The Bible does provide a clear answer to the former question, at least for Christians: we are in Christ (Gal 3:27). The latter question is more opaque. The answer has generally resided in theological anthropology of the imago Dei, the image of God first referred to in Gen 1:26. The imago Dei is what differentiates humanity from other animals (which would have once been phrased from animals, implicitly holding humanity in a categorically different place from other animals in creation). All creation is created by God, yet it is only humanity which is explicitly referenced as being created in the image and likeness of God. This leads to a uniqueness, and indeed a form of anthropocentric valorisation when it is premised that God is greater than all creation, yet humanity God created only, “a little lower than God,” (Ps 8:5).[ii]

In addition to the imago Dei becoming central to human identity, it is associated with human dignity.[iii] The infinite God who created having made humanity uniquely in his image, and done so purposefully (Ps 136:5a), is then viewed to have bestowed some of his own inherent majesty and worthiness on humanity in a way which is unique within the created order.
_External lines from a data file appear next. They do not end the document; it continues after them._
// -----------------------------------------------------------------------------
// 3. Profiles API Functions
// -----------------------------------------------------------------------------

impl<T: HttpTransport> ApiClient<T> {
    /// Load the next profiles for the feed.
    ///
    /// A 401 logs the session out before `SessionExpired` is returned.
    pub async fn get_profiles(&self, filters: &ProfileFilters) -> Result<Vec<Profile>, ApiError> {
        let endpoint = format!("{}?{}", NEXT_PROFILES_ENDPOINT, filters.to_query_string());
        let response = self.get(&endpoint, true).await?;

        match response.status {
            200..=299 => decode::<ProfileFeed>(&response).map(ProfileFeed::into_profiles),
            401 => {
                self.session().logout();
                Err(ApiError::SessionExpired)
            }
            status => Err(ApiError::fetch(status, "Failed to load profiles")),
        }
    }

    /// Load the signed-in user's own profile.
    pub async fn get_my_profile(&self) -> Result<Profile, ApiError> {
        let response = self.get(MY_PROFILE_ENDPOINT, true).await?;

        if !response.is_success() {
            return Err(ApiError::fetch(response.status, "Failed to load profile"));
        }

        decode(&response)
    }
}

#[cfg(test)]
mod tests {
    use super::*;
    use crate::api::Method;
    use crate::session::TokenStorage;
    use crate::testing::Harness;
    use futures::executor::block_on;

    const ANNA: &str = r#"{
        "id": 7,
        "user": {"id": 42, "username": "anna@example.com", "email": "anna@example.com"},
        "full_name": "Anna Smith",
        "city": "Kazan",
        "status": "searching",
        "interests": [{"id": 1, "name": "Hiking"}],
        "main_photo": {"image": "https://cdn.example.com/anna.jpg", "is_main": true},
        "avatar": "avatars/default.png"
    }"#;

    #[test]
    fn test_filters_drop_absent_and_empty_values() {
        let filters = ProfileFilters::new()
            .city(Some("Saint Petersburg"))
            .with("gender", None::<String>)
            .with("status", Some(""))
            .min_age(Some(25))
            .with("interest", Some("rock & roll"));

        assert_eq!(
            filters.to_query_string(),
            "city=Saint%20Petersburg&min_age=25&interest=rock%20%26%20roll"
        );
    }

    #[test]
    fn test_filters_replace_in_place() {
        let filters = ProfileFilters::new()
            .city(Some("Kazan"))
            .max_age(Some(40))
            .city(Some("Moscow"));

        let pairs: Vec<_> = filters.cleaned().collect();
        assert_eq!(pairs, vec![("city", "Moscow"), ("max_age", "40")]);
    }

    #[test]
    fn test_get_profiles_sends_cleaned_query() {
        let harness = Harness::signed_in();
        harness.transport.respond(200, "[]");

        let filters = ProfileFilters::new()
            .gender(Some("F"))
            .city(None)
            .status(Some(ProfileStatus::Searching));
        block_on(harness.client.get_profiles(&filters)).unwrap();

        let request = &harness.transport.requests()[0];
        assert_eq!(request.method, Method::Get);
        assert_eq!(request.url, "/api/v1/profiles/next/?gender=F&status=searching");
        assert_eq!(request.header("Authorization"), Some("Bearer access-token"));
    }

    #[test]
    fn test_get_profiles_with_no_filters_keeps_separator() {
        let harness = Harness::signed_in();
        harness.transport.respond(200, "[]");

        block_on(harness.client.get_profiles(&ProfileFilters::default())).unwrap();

        assert_eq!(harness.transport.requests()[0].url, "/api/v1/profiles/next/?");
    }

    #[test]
    fn test_get_profiles_decodes_list_and_page() {
        let harness = Harness::signed_in();
        harness.transport.respond(200, &format!("[{}]", ANNA));
        harness.transport.respond(
            200,
            &format!(r#"{{"count": 1, "next": null, "previous": null, "results": [{}]}}"#, ANNA),
        );

        let listed = block_on(harness.client.get_profiles(&ProfileFilters::new())).unwrap();
        let paged = block_on(harness.client.get_profiles(&ProfileFilters::new())).unwrap();

        assert_eq!(listed, paged);
        assert_eq!(listed[0].full_name, "Anna Smith");
        assert_eq!(listed[0].user_id(), Some(42));
        assert_eq!(listed[0].status, Some(ProfileStatus::Searching));
    }

    #[test]
    fn test_get_profiles_401_logs_out() {
        let harness = Harness::signed_in();
        harness.transport.respond(401, r#"{"detail":"Token expired"}"#);

        let err = block_on(harness.client.get_profiles(&ProfileFilters::new())).unwrap_err();

        assert_eq!(err, ApiError::SessionExpired);
        assert!(harness.storage.get("access").is_none());
        assert!(harness.storage.get("refresh").is_none());
        assert_eq!(harness.navigator.visited(), vec!["/login".to_string()]);
    }

    #[test]
    fn test_get_profiles_other_failure_keeps_session() {
        let harness = Harness::signed_in();
        harness.transport.respond(500, "boom");

        let err = block_on(harness.client.get_profiles(&ProfileFilters::new())).unwrap_err();

        assert_eq!(
            err,
            ApiError::Fetch {
                status: 500,
                message: "Failed to load profiles".to_string()
            }
        );
        assert!(harness.client.session().is_authenticated());
        assert!(harness.navigator.visited().is_empty());
    }

    #[test]
    fn test_get_my_profile() {
        let harness = Harness::signed_in();
        harness.transport.respond(200, ANNA);
        harness.transport.respond(403, "");

        let profile = block_on(harness.client.get_my_profile()).unwrap();
        assert_eq!(profile.photo_url(), Some("https://cdn.example.com/anna.jpg"));
        assert_eq!(harness.transport.requests()[0].url, "/api/v1/profiles/me/");

        let err = block_on(harness.client.get_my_profile()).unwrap_err();
        assert_eq!(err.to_string(), "Failed to load profile");
    }

    #[test]
    fn test_avatar_falls_back_to_placeholder() {
        let profile: Profile =
            serde_json::from_str(r#"{"full_name": "Иван Петров", "main_photo": null}"#).unwrap();

        let url = profile.avatar_url();
        assert!(url.starts_with("https://ui-avatars.com/api/?name="));
        assert!(url.contains(&*urlencoding::encode("Иван Петров")));
        assert!(url.ends_with("&background=4A96FF&color=fff&font-size=0.5"));
    }

    #[test]
    fn test_interests_accept_ids_and_objects() {
        let profile: Profile = serde_json::from_str(
            r#"{"full_name": "Anna", "interests": [1, {"id": 3, "name": "Chess"}]}"#,
        )
        .unwrap();

        assert_eq!(
            profile.interests,
            vec![
                InterestRef::Id(1),
                InterestRef::Named(Interest {
                    id: 3,
                    name: "Chess".to_string()
                }),
            ]
        );
        assert_eq!(profile.interests[0].name(), None);
        assert_eq!(profile.interests[1].name(), Some("Chess"));
    }

    #[test]
    fn test_unreadable_display_fields_fall_back() {
        let profile: Profile = serde_json::from_str(
            r#"{
                "full_name": "Anna",
                "status": "complicated",
                "age": "twenty",
                "interests": "hiking",
                "main_photo": {"image": "/media/a.jpg", "uploaded_at": "yesterday"}
            }"#,
        )
        .unwrap();

        assert_eq!(profile.status, None);
        assert_eq!(profile.age, None);
        assert!(profile.interests.is_empty());
        assert_eq!(profile.photo_url(), Some("/media/a.jpg"));
        assert_eq!(profile.main_photo.unwrap().uploaded_at, None);
    }

    #[test]
    fn test_timestamps_with_and_without_offset() {
        let aware = parse_timestamp("2024-05-01T10:00:00+03:00").unwrap();
        let naive = parse_timestamp("2024-05-01T07:00:00").unwrap();
        let fractional = parse_timestamp("2024-05-01T07:00:00.123456").unwrap();

        assert_eq!(aware, naive);
        assert_eq!(fractional.timestamp(), naive.timestamp());
        assert!(parse_timestamp("not a date").is_none());
    }

    #[test]
    fn test_empty_photo_url_uses_placeholder() {
        let profile: Profile =
            serde_json::from_str(r#"{"full_name": "Anna", "main_photo": {"image": ""}}"#).unwrap();
        assert_eq!(profile.avatar_url(), placeholder_avatar_url("Anna"));
    }
}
All of this can become a challenge when suddenly the imago Dei itself is used to de-humanize some people. If the imago Dei is rooted in a noetic capacity, as has often been the case,[iv] what happens when confronted with a person who has an intellectual disability? Similarly, what happens when assumptions about inherent noetic inequality based on sex or race are applied to legitimate the mistreatment of some humans? John Kilner argues that this approach shrinks the imago Dei, and that historically this practice has been used to disadvantage those who are no longer viewed to hold the fullness of the imago Dei, particularly those with mental disabilities.[v] This leads to theological reactions and counter-reactions, all of which pose their own problems.
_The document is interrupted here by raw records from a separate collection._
// =============================================================================
// Connect-U Web - Login Page
// =============================================================================

use leptos::prelude::*;
use leptos::task::spawn_local;

use crate::api::{ApiClient, ApiError, HttpTransport};
use crate::config::HOME_PATH;
use crate::state::AppState;

/// Exchange credentials, persist the tokens, and go home.
///
/// On failure nothing is stored and no navigation happens.
pub async fn submit_login<T: HttpTransport>(
    client: &ApiClient<T>,
    email: &str,
    password: &str,
) -> Result<(), ApiError> {
    let tokens = client.login(email, password).await?;
    client.session().save(&tokens);
    log::info!("Signed in, redirecting home");
    client.session().redirect(HOME_PATH);
    Ok(())
}

/// Sign-in page.
#[component]
pub fn LoginPage() -> impl IntoView {
    let app_state = expect_context::<AppState>();

    // Form state
    let email = RwSignal::new(String::new());
    let password = RwSignal::new(String::new());
    let loading = RwSignal::new(false);
    let error = RwSignal::new(String::new());

    let on_submit = move |ev: leptos::ev::SubmitEvent| {
        ev.prevent_default();
        error.set(String::new());
        loading.set(true);

        let client = app_state.client.clone();
        let email_val = email.get_untracked();
        let password_val = password.get_untracked();

        spawn_local(async move {
            let result = submit_login(&client, &email_val, &password_val).await;
            loading.set(false);

            if let Err(e) = result {
                error.set(e.to_string());
            }
        });
    };

    view! {
        <div class="page page-login">
            <div class="login-card">
                <h1 class="login-title">"Sign In"</h1>

                <form id="login-form" class="login-form" on:submit=on_submit>
                    <div class="form-field">
                        <label class="form-label" for="email">"Email"</label>
                        <input
                            id="email"
                            name="email"
                            type="email"
                            class="form-input"
                            placeholder="you@example.com"
                            required=true
                            prop:value=move || email.get()
                            on:input=move |e| email.set(event_target_value(&e))
                        />
                    </div>

                    <div class="form-field">
                        <label class="form-label" for="password">"Password"</label>
                        <input
                            id="password"
                            name="password"
                            type="password"
                            class="form-input"
                            placeholder="••••••••"
                            required=true
                            prop:value=move || password.get()
                            on:input=move |e| password.set(event_target_value(&e))
                        />
                    </div>

                    <p id="error-message" class="form-error">{move || error.get()}</p>

                    <button type="submit" class="btn btn-primary" disabled=move || loading.get()>
                        {move || if loading.get() { "Signing In..." } else { "Sign In" }}
                    </button>
                </form>
            </div>
        </div>
    }
}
This paper will explore the challenges and limits of traditional disability theology, and the ways in which the imago Dei intersects with the questions of identity and dignity. I will argue for a model of the imago Dei rooted in an ontological and teleological realities which together create a universal understanding of our identity and dignity which apply equally to those who are not disabled as well as those who are severely disabled, Christian and non-Christian alike.

Models of Interpretation

Over recent years, there has been an intersection between the secular field of disability theory and theology into what is, unsurprisingly, termed disability theology. Deborah Creamer defines the theological field as beginning, “with the observation that experiences of impairment (physical, intellectual, psychological, and social) are a significant and relatively unsurprising element of human life, and as such are worthy of theological reflection,” and that, “The first task of any theology of disability is to define the word ‘‘disability’’ itself.”[vi] Her point is well-made, because in a constructive sense you need to understand what you are responding to before being able to respond to it. There are other ways of exploring what it means to hold a Christian identity as someone with a disability, however, and this paper instead proposes to use a more universal perspective rather than focusing exclusively on people who are disabled. In adopting this perspective, it will challenge the limits of the applicability of disability theory to theology.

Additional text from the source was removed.